Tuesday 08 March 2016, 10:22

Russian football’s special mother

For most of us, a mother is someone who will always be there to support us in victory and defeat but for Leonid Slutsky, the head coach of Russia’s national team and CSKA Moscow, his mother, Ludmila, played an even greater role. On International Women’s Day, FIFA.com tells her story.

Ludmila lost her husband, Viktor Slutsky, a retired professional boxer and Physical Education teacher, to lung cancer when Leonid was just six years old. Widowed, Ludmila, a teacher at a Volgograd nursery, had to endure every hardship alone.

“Times were hard,” she recalled in an interview with Welcome2018.com. “I had to pay 120 roubles a month for our cooperative flat when I was only earning 95. I also received a widow's benefit. My salary plus that benefit paid for the flat, while we had to live on my mother’s pension. I used to get up earlier and walk to work instead of taking the tram, saving three kopecks, which was the tram fare back then. Three kopecks there and another three back, so six kopecks in total I saved every day.

"I would just work day and night," she went on. "When I became the kindergarten's principal, I took a second job cleaning some offices. I went to wash those floors under cover of night to make sure no one saw me. I was ashamed of that job, but I had to have it. We just didn’t have enough money, we never did. We caught a break when Lyonya got his job coaching Olimpia .”

Humour is the key Russia’s current boss fell in love with sport at an early age, despite his mother's efforts to guide him down a musical path: “I don’t think his dad was any influence on Lyonya at all, in regard to sports. Viktor never even took him to any of his boxing practice sessions. I just think sport must be in Lyonya’s genes. We sent him to a music school first, and he hated it. One day he said to me: 'Mum, you can kill me if you want, but I’m not going back to the music school.' And he went and signed up for a football team.”

Slutsky’s promising goalkeeping career ended before it could properly begin when, aged 19, he was seriously injured falling from a tree during an attempt to rescue a neighbour’s cat. “My mother called me, telling me Lyonya had been taken to a hospital. He was in surgery when I came. His operation took two hours. They had to reassemble his kneecap piece by piece," she explained.

"His face…he barely had a face left. His whole face was a black bruise, a huge hematoma, all bloody, and his nose was broken. But quitting sports was out of the question for him. He said, right from the get-go: 'If I cannot play, I’ll coach.' Even before he'd left high school he started drumming up a young boys’ team. I would go and put up ads for him on lamp-posts near schools.”

Everybody knows how edgy I get on match days. My blood pressure goes up...Everybody knows to leave me alone on those days!

Leonid Slutsky’s rise since that moment has been meteoric, taking him from coaching children to leading the senior national team. His mother knows the secret to his success. “He has a great sense of humour, and it has probably saved the day for him more than once.

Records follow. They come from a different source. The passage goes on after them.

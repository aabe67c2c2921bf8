use takeout_core::BackendKind;

pub mod config;
pub mod fetch_key;
pub mod helpers;
pub mod key;
pub mod verify;

/// Global context passed to all commands
pub struct Context {
    pub json_output: bool,
    pub keyring_override: Option<String>,
    pub backend_override: Option<BackendKind>,
    pub gnupg_home_override: Option<String>,
    pub server_override: Option<String>,
    pub debug: bool,
}
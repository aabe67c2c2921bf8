use axum::{extract::State, http::header, response::IntoResponse};

use crate::state::AppState;

/// GET /publickey
///
/// Armored public key of the signing key, for clients to verify exports.
pub async fn get_public_key(State(state): State<AppState>) -> impl IntoResponse {
    (
        [(header::CONTENT_TYPE, "text/plain; charset=utf-8")],
        state.public_key.to_string(),
    )
}
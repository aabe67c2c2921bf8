//! Column values as they come out of the store

/// A single column value
///
/// Mirrors the storage classes of the source database so a dump can be
/// re-parsed without losing the distinction between NULL, empty text and
/// the text `"NULL"`.
#[derive(Debug, Clone, PartialEq)]
pub enum Value {
    Null,
    Integer(i64),
    Real(f64),
    Text(String),
    Blob(Vec<u8>),
}

impl Value {
    pub fn is_null(&self) -> bool {
        matches!(self, Value::Null)
    }

    pub fn as_text(&self) -> Option<&str> {
        match self {
            Value::Text(s) => Some(s),
            _ => None,
        }
    }

    pub fn as_integer(&self) -> Option<i64> {
        match self {
            Value::Integer(i) => Some(*i),
            _ => None,
        }
    }
}

impl From<i64> for Value {
    fn from(v: i64) -> Self {
        Value::Integer(v)
    }
}

impl From<f64> for Value {
    fn from(v: f64) -> Self {
        Value::Real(v)
    }
}

impl From<&str> for Value {
    fn from(v: &str) -> Self {
        Value::Text(v.to_string())
    }
}

impl From<String> for Value {
    fn from(v: String) -> Self {
        Value::Text(v)
    }
}

impl From<Vec<u8>> for Value {
    fn from(v: Vec<u8>) -> Self {
        Value::Blob(v)
    }
}

impl<T: Into<Value>> From<Option<T>> for Value {
    fn from(v: Option<T>) -> Self {
        v.map(Into::into).unwrap_or(Value::Null)
    }
}
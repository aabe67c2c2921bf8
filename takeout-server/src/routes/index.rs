use axum::response::Html;

const FORM_PAGE: &str = r#"<!DOCTYPE html>
<html lang="en">
<head>
  <meta charset="utf-8">
  <title>Export your account</title>
</head>
<body>
  <h1>Export your account</h1>
  <p>Enter the username and email address of your account to download a
  signed archive of your data.</p>
  <form method="post" action="/export">
    <label>Username <input type="text" name="username" required></label><br>
    <label>Email <input type="email" name="email" required></label><br>
    <button type="submit">Download export</button>
  </form>
  <p>The server's public key is available at <a href="/publickey">/publickey</a>.</p>
</body>
</html>
"#;

pub async fn form_page() -> Html<&'static str> {
    Html(FORM_PAGE)
}
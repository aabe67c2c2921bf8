//! takeout-server: HTTP delivery of signed account exports
//!
//! | Route            | Purpose                                   |
//! |------------------|-------------------------------------------|
//! | `GET /`          | Form asking for username and email        |
//! | `POST /export`   | Fetch, serialize, seal, download as zip   |
//! | `GET /publickey` | Armored public half of the signing key    |
//! | `GET /health`    | Liveness plus backend and export mode     |

pub mod config;
pub mod error;
pub mod routes;
pub mod state;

"The atmosphere is really good right now at their camp, jokes flying around and people laughing. Lyonya said he would sometimes be walking around the camp, singing some song at the top of his voice, and he'd run into Berezutsky. Berezutsky might then chime in, walking with him, then Ignashevich comes and joins them, then the others start poking fun. It must be fun working in this laid-back atmosphere.”

The stress of management Success comes at a price, however. Only Slutsky’s mother knows the tension he endures every time his team steps on the field: “One day Lyonya told me: 'Mum, when a match begins, and I go out there, all I want is for it to end. I feel like there are huge 50kg weights attached to my arms, and I can’t lift them up.'

"I don’t think he’s ever going to lose those weights, no matter what his age is or how long he sticks with this career. Lyonya talked to a psychologist for a while, and that psychologist told him when the coach is out there and the game is on, the coach experiences the same emotional pressure as a miner would who has been buried in the mine for three days. What a comparison! I don’t think any of us can even imagine that.”

Ludmila does not go to football games and prefers following her son from home via TV: “I never go to see any football matches, and I’ve never set foot in a stadium. I don’t think I could take it. You know how I watch football on TV? I put it on mute, I go about my chores, and sometimes I will look up to see what the score is. Everybody knows how edgy I get on match days. My blood pressure goes up... Everybody knows to leave me alone on those days.”

It is not yet clear whether Slutsky will oversee his country’s attempt to triumph at the 2018 FIFA World Cup Russia™ but his mother believes in him: “When they broke the news that Russia had been awarded the 2018 World Cup, I told him: 'I hope we live to see you coach the national team. What do you say, son?' I don’t think this had crossed Lyonya's mind at the time, but it did occur to me right then. It wasn’t even a thought or a wish, just a sentence that flew out. I’m positive he’s got what it takes to lead our national team to victory in 2018.

“When Lyonya was awarded his Coach of the Year title in 2013, I didn’t feel like I had anything to do with it, and I still don’t now," she concluded. "But I’m proud of my son, and probably a little proud of myself, too. When he said on TV that 'this win is for you, Mum!', it was so sweet that I cried.”